Every span sets ERROR status and records the exception when one propagates through it.

### IORails Span Reference

**`guardrails.request`** is the root span for a request. Span kind `SERVER`.

| Attribute                   | Type   | When set           | Description                                                                                                           |
| --------------------------- | ------ | ------------------ | --------------------------------------------------------------------------------------------------------------------- |
| `gen_ai.operation.name`     | string | Always             | The value `guardrails`, marking the request boundary.                                                                 |
| `request.id`                | string | Always             | Request identifier derived from the OpenTelemetry trace ID.                                                           |
| `guardrails.request.input`  | string | Content capture on | JSON-encoded input messages received from the caller.                                                                 |
| `guardrails.request.output` | string | Content capture on | The text actually returned to the caller. On a blocked request this is the refusal message, not the raw model output. |

When speculative generation is active, the request span also carries these attributes:

| Attribute                                | Type    | When set                  | Description                                                     |
| ---------------------------------------- | ------- | ------------------------- | --------------------------------------------------------------- |
| `speculative_generation.mode_active`     | boolean | Speculative generation on | The value `true`.                                               |
| `speculative_generation.first_completed` | string  | Speculative generation on | The branch that completed first: `input_rails` or `generation`. |
| `speculative_generation.first_rejector`  | string  | Speculative generation on | The branch that rejected the request: `input_rails` or `none`.  |

**`guardrails.rail`** is one span per rail that runs, wrapping the rail's execution. Span kind `INTERNAL`.

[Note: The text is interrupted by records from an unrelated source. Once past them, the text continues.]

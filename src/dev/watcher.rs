//! Filesystem watcher event classification (spec §4.E "Watcher
//! handling"). The actual subscription (via `notify`/
//! `notify-debouncer-full`) lives in [`super::server`]; this module is
//! the pure decision table so it can be tested without a real
//! filesystem watch.

/// Which structural tree(s), if any, a watcher event should rebuild, and
/// what HMR broadcast (if any) follows.
#[derive(Clone, Debug, PartialEq, Eq)]
pub enum WatchAction {
    RebuildPagesAndBroadcastRouter,
    RebuildPagesAndRefreshComponent { path: String },
    RebuildApi,
    ReloadJobs,
    RefreshComponent { path: String },
    Ignore,
}

#[derive(Clone, Copy, Debug, PartialEq, Eq)]
pub enum EventKind {
    Create,
    Update,
    Delete,
}

/// The subtree a changed path falls under, relative to the project root.
pub struct WatchedTree;

/// Classify one watcher event per spec §4.E's ordered rules:
/// - `src/pages/**`, create/delete → rebuild pages router, broadcast router refresh.
/// - `src/pages/**`, update on `.tsx` → component-level refresh.
/// - `src/api/**` → rebuild API router, no broadcast.
/// - `src/jobs/**` → reload jobs.
/// - any other `.tsx` change → component-level refresh.
pub fn classify_event(path: &str, kind: EventKind) -> WatchAction {
    let without_extension = crate::common::strip_js_extension(path);

    if path.starts_with("src/pages/") {
        return match kind {
            EventKind::Create | EventKind::Delete => WatchAction::RebuildPagesAndBroadcastRouter,
            EventKind::Update if path.ends_with(".tsx") => {
                WatchAction::RebuildPagesAndRefreshComponent {
                    path: without_extension.to_string(),
                }
            }
            EventKind::Update => WatchAction::Ignore,
        };
    }
    if path.starts_with("src/api/") {
        return WatchAction::RebuildApi;
    }
    if path.starts_with("src/jobs/") {
        return WatchAction::ReloadJobs;
    }
    if path.ends_with(".tsx") {
        return WatchAction::RefreshComponent {
            path: without_extension.to_string(),
        };
    }
    WatchAction::Ignore
}

#[cfg(test)]
mod tests {
    use super::*;

    #[test]
    fn page_create_rebuilds_and_broadcasts_router() {
        assert_eq!(
            classify_event("src/pages/home/page.tsx", EventKind::Create),
            WatchAction::RebuildPagesAndBroadcastRouter
        );
        assert_eq!(
            classify_event("src/pages/home/page.tsx", EventKind::Delete),
            WatchAction::RebuildPagesAndBroadcastRouter
        );
    }

    /// Scenario 6 — dev server HMR.
    #[test]
    fn scenario_6_page_update_refreshes_component_without_extension() {
        assert_eq!(
            classify_event("src/pages/home/page.tsx", EventKind::Update),
            WatchAction::RebuildPagesAndRefreshComponent {
                path: "src/pages/home/page".to_string()
            }
        );
    }

    #[test]
    fn api_change_rebuilds_without_broadcast() {
        assert_eq!(
            classify_event("src/api/users/route.ts", EventKind::Update),
            WatchAction::RebuildApi
        );
    }

    #[test]
    fn jobs_change_reloads_jobs() {
        assert_eq!(
            classify_event("src/jobs/cleanup.job.ts", EventKind::Update),
            WatchAction::ReloadJobs
        );
    }

    #[test]
    fn unrelated_tsx_change_refreshes_component() {
        assert_eq!(
            classify_event("src/components/button.tsx", EventKind::Update),
            WatchAction::RefreshComponent {
                path: "src/components/button".to_string()
            }
        );
    }

    #[test]
    fn non_tsx_unrelated_change_is_ignored() {
        assert_eq!(
            classify_event("README.md", EventKind::Update),
            WatchAction::Ignore
        );
    }
}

| Attribute                | Type    | When set                       | Description                                                                                       |
| ------------------------ | ------- | ------------------------------ | ------------------------------------------------------------------------------------------------- |
| `rail.type`              | string  | Always                         | `Input` or `Output`.                                                                              |
| `rail.name`              | string  | Always                         | The rail's flow name.                                                                             |
| `rail.stop`              | boolean | When the rail blocks           | Set to `true` only when this rail blocked the request. A passing rail leaves the attribute unset. |
| `guardrails.rail.input`  | string  | Content capture on             | JSON-encoded snapshot of the rail's inputs.                                                       |
| `guardrails.rail.reason` | string  | Content capture on, block only | The human-readable reason the rail blocked the request.                                           |

**`guardrails.action`** is one span per action a rail invokes. Span kind `INTERNAL`.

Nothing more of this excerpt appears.